Aber es sind längst nicht nur Kinder, die sich über den Eiswagen freuen. „Ich habe Toni gesagt, er soll bitte immer vor meinem Bürofenster halten“, sagt ein Mitarbeiter der Firma Casco lachend. Heute haben er und eine Kollegin extra ein Meeting unterbrochen, um sich ihr Eis zu holen. Für die Kollegin muss es immer Engelblau sein, weiß Limonciello.
Und vor dem nächsten Stopp flüstert er schelmisch: „Eine Kugel Schokolade“, bevor er vom Führerhaus nach hinten in den Eiswagen wechselt, um einen weiteren treuen Kunden zu bedienen - der prompt eine Kugel Schokoladeneis bestellt.

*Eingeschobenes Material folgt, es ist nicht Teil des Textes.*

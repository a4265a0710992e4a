//! Calendar feed retrieval and parsing.
//!
//! This crate turns a published iCalendar feed URL into busy intervals:
//!
//! - [`FeedRetriever`] - Fetches the feed text through forwarding proxies,
//!   falling back to a direct request
//! - [`FeedFetcher`] - The retrieval seam, implemented by [`FeedRetriever`]
//!   and by test doubles
//! - [`parse_busy_intervals`] - Line-based extraction of booked ranges
//!
//! # Architecture
//!
//! ```text
//!   feed URL
//!      │
//!      ▼
//! ┌──────────────────┐  proxy 1 ─► proxy 2 ─► ... ─► direct
//! │  FeedRetriever   │
//! └────────┬─────────┘
//!          │ FeedFetch::Fetched { body }
//!          ▼
//! ┌──────────────────────┐
//! │ parse_busy_intervals │
//! └────────┬─────────────┘
//!          ▼
//!   Vec<BusyInterval>
//! ```

pub mod config;
pub mod error;
pub mod ics;
pub mod retriever;

pub use config::{ProxyEndpoint, RetrieverConfig};
pub use error::{FeedError, FeedErrorCode, FeedResult};
pub use ics::{extract_date, extract_value, parse_busy_intervals, parse_feed_date};
pub use retriever::{BoxFuture, FeedFetch, FeedFetcher, FeedRetriever, FetchRoute};
//! Command-line interface definition.

use std::path::PathBuf;

use chrono::NaiveDate;
use clap::{Parser, Subcommand};

use lakecal_core::{OutputFormat, YearMonth};

/// lakecal - Vacation rental availability from calendar feeds
#[derive(Debug, Parser)]
#[command(name = "lakecal")]
#[command(author, version, about, long_about = None)]
pub struct Cli {
    /// Path to configuration file
    #[arg(long, short, env = "LAKECAL_CONFIG", global = true)]
    pub config: Option<PathBuf>,

    /// Enable debug output
    #[arg(long, short = 'v', global = true)]
    pub debug: bool,

    #[command(subcommand)]
    pub command: Command,
}

/// Available commands.
#[derive(Debug, Subcommand)]
pub enum Command {
    /// List the apartments in the catalog
    Apartments {
        /// Output in JSON format
        #[arg(long)]
        json: bool,
    },

    /// Sync an apartment's feed and print its busy intervals
    Intervals {
        /// Apartment id from the catalog
        apartment: String,

        /// Output in JSON format
        #[arg(long)]
        json: bool,
    },

    /// Sync an apartment's feed and render availability month grids
    Calendar {
        /// Apartment id from the catalog
        apartment: String,

        /// First month to show (YYYY-MM), defaults to the current month
        #[arg(long)]
        month: Option<YearMonth>,

        /// Number of consecutive months to show
        #[arg(long, default_value_t = 1, value_parser = clap::value_parser!(u32).range(1..=24))]
        months: u32,

        /// Date to treat as today (YYYY-MM-DD)
        #[arg(long)]
        today: Option<NaiveDate>,

        /// Output in JSON format
        #[arg(long)]
        json: bool,
    },

    /// Parse a local calendar document and print its busy intervals
    Parse {
        /// Calendar file, or '-' for stdin
        file: PathBuf,

        /// Output in JSON format
        #[arg(long)]
        json: bool,
    },

    /// Re-sync an apartment's feed periodically until interrupted
    Watch {
        /// Apartment id from the catalog
        apartment: String,

        /// Seconds between syncs (overrides watch.interval_secs)
        #[arg(long)]
        interval: Option<u64>,
    },

    /// Configuration commands
    Config {
        #[command(subcommand)]
        action: ConfigAction,
    },
}

/// Configuration actions.
#[derive(Debug, Subcommand)]
pub enum ConfigAction {
    /// Dump current configuration
    Dump,

    /// Validate configuration
    Validate,

    /// Show configuration file path
    Path,
}

/// Maps a `--json` flag to an output format.
pub fn output_format(json: bool) -> OutputFormat {
    if json {
        OutputFormat::Json
    } else {
        OutputFormat::Tty
    }
}
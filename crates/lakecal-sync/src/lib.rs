//! Availability view: sync state, superseding syncs, periodic refresh.
//!
//! This crate ties feed retrieval and parsing to a displayed apartment:
//! - [`AvailabilityView`] owns the [`SyncState`] of the selected feed and
//!   discards responses that arrive after the view moved on
//! - [`Scheduler`] re-runs a sync on an interval with jitter and backoff
//!
//! # Example
//!
//! ```rust,no_run
//! use std::sync::Arc;
//!
//! use lakecal_core::{FeedSource, YearMonth, local_today};
//! use lakecal_feeds::{FeedRetriever, RetrieverConfig};
//! use lakecal_sync::AvailabilityView;
//!
//! #[tokio::main]
//! async fn main() -> Result<(), Box<dyn std::error::Error>> {
//!     let retriever = FeedRetriever::new(RetrieverConfig::default())?;
//!     let view = AvailabilityView::new(Arc::new(retriever));
//!
//!     view.select(FeedSource::new("lakeside", "https://www.airbnb.com/calendar/ical/1.ics"))
//!         .await;
//!     let today = local_today();
//!     let grid = view.month_grid(YearMonth::containing(today), today).await;
//!     println!("{} booked days", grid.counts().booked);
//!     Ok(())
//! }
//! ```

mod scheduler;
mod state;
mod view;

pub use scheduler::{
    Scheduler, SchedulerCommand, SchedulerConfig, SchedulerHandle, SchedulerState,
    SharedSchedulerState,
};
pub use state::{SyncOutcome, SyncState};
pub use view::AvailabilityView;
//! Core-Domänentypen: Bézier-Pfad, Persistenz-Form, Wegpunkt-Follower.

pub mod follower;
pub mod path;

pub use follower::{nearest_point_index, DriveCommand, FollowerConfig, PathFollower};
pub use path::{BezierPath, PathData, DEFAULT_POINTS_PER_SEGMENT};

Am Abend und an den Wochenenden fährt der Eisverkäufer immer durch die Wohngebiete am Rande Viernheims. Am Schmittsberg, am Tivoli, in der Ziegelhütte - „dort, wo der Weg zum Eiscafé in der Innenstadt weit ist“, erklärt Limonciello. Und dort, wo es ihm gefällt. „Mit meinem Wagen suche ich mir meine Kunden. Und wenn es irgendwo nicht gut ist, fahre ich weiter.“
Aber bei aller Freiheit seines Berufes - eines muss sein, hat er gelernt: „Schokolade- und Vanilleeis dürfen im Wagen nicht fehlen!“ Genau wie alle Bestandteile für Spaghettieis. „Das ist der Renner.“ Wenn es nach Limonciello geht, darf es so noch einige Jahre weitergehen. „Es geht mir gut, also fahre ich“, sagt er und fügt lachend an: „Solange ich mir die Route noch merken kann - und die Vorlieben meiner Kunden.